Your assignment:
Take the entries that follow and return exactly the lines from the one holding "pending.push(source.fetch());" through the one holding "Ok(snapshot) => match", both included. Nothing else is needed.

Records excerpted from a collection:

========

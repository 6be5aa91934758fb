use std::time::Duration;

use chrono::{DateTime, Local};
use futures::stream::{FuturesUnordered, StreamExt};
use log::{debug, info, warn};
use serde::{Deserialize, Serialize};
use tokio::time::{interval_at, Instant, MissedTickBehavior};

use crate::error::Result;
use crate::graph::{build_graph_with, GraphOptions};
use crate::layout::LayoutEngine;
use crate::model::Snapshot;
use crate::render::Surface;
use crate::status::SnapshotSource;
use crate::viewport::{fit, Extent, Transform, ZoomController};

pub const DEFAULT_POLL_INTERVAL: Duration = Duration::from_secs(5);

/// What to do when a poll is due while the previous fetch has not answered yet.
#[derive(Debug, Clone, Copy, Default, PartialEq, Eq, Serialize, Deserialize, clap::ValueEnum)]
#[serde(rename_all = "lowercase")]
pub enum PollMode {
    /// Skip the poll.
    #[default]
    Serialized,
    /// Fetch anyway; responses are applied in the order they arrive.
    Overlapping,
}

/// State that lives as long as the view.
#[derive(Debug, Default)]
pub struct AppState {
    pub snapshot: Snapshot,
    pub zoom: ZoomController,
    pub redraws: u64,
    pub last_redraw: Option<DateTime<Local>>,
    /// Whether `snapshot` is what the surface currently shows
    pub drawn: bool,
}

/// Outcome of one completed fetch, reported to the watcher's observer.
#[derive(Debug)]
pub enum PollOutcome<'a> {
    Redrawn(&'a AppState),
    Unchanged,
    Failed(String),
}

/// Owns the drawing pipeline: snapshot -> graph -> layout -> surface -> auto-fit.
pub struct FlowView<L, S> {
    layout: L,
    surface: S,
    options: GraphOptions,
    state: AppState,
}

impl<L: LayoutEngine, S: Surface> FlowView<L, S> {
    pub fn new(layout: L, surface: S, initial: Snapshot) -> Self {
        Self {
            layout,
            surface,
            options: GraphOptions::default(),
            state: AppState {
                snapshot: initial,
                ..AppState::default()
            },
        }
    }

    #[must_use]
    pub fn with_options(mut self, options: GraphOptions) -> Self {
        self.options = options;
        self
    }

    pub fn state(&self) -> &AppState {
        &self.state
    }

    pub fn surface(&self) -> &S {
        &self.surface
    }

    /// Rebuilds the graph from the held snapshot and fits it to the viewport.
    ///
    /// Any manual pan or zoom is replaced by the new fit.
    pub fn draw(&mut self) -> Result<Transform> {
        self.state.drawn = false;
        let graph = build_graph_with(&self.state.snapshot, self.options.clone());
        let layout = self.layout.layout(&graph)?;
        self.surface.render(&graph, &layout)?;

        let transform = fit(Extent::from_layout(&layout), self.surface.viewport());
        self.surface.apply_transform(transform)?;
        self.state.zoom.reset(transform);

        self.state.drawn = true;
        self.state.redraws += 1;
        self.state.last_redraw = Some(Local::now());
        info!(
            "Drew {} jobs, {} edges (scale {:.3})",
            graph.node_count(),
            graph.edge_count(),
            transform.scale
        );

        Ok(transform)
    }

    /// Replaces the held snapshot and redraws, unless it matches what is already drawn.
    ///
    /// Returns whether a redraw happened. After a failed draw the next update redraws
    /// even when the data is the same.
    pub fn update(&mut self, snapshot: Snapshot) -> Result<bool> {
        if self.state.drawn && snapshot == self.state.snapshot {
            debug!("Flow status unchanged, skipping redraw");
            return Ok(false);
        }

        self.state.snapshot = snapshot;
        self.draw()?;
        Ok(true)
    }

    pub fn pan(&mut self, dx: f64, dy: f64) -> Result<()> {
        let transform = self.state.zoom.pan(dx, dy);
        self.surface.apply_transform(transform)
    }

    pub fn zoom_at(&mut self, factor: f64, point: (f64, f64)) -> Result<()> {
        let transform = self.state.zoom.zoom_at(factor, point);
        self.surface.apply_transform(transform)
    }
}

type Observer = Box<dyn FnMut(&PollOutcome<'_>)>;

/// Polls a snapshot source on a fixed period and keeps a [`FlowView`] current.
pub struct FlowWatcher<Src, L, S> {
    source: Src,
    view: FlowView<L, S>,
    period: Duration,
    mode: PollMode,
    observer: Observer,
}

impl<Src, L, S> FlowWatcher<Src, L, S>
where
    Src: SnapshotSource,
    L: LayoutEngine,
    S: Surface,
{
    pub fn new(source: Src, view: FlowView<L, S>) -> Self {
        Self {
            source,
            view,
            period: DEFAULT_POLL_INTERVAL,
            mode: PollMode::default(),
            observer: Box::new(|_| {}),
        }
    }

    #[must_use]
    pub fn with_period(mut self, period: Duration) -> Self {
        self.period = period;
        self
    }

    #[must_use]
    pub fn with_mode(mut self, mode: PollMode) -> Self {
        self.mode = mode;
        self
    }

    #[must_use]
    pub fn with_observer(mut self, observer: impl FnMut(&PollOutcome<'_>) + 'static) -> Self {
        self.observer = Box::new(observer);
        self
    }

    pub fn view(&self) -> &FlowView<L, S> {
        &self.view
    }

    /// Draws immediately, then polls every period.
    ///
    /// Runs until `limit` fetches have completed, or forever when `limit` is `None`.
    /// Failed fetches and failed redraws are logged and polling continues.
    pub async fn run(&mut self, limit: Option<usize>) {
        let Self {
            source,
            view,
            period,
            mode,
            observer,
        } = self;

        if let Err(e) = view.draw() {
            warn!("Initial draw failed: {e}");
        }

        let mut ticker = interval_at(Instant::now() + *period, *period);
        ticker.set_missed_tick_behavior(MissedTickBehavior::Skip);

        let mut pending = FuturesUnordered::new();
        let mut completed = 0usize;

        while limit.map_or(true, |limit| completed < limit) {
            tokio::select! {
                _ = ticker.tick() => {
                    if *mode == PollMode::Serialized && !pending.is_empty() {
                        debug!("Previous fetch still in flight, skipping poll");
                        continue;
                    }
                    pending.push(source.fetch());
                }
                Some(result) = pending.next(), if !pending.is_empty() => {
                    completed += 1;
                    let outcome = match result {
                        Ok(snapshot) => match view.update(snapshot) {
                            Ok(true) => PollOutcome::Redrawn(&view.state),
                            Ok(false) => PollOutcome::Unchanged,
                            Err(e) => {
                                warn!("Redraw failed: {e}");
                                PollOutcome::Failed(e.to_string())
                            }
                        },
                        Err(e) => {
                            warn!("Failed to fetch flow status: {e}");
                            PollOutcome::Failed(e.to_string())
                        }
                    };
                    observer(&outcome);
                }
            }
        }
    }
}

========

Exercise output:
                    pending.push(source.fetch());
                }
                Some(result) = pending.next(), if !pending.is_empty() => {
                    completed += 1;
                    let outcome = match result {
                        Ok(snapshot) => match view.update(snapshot) {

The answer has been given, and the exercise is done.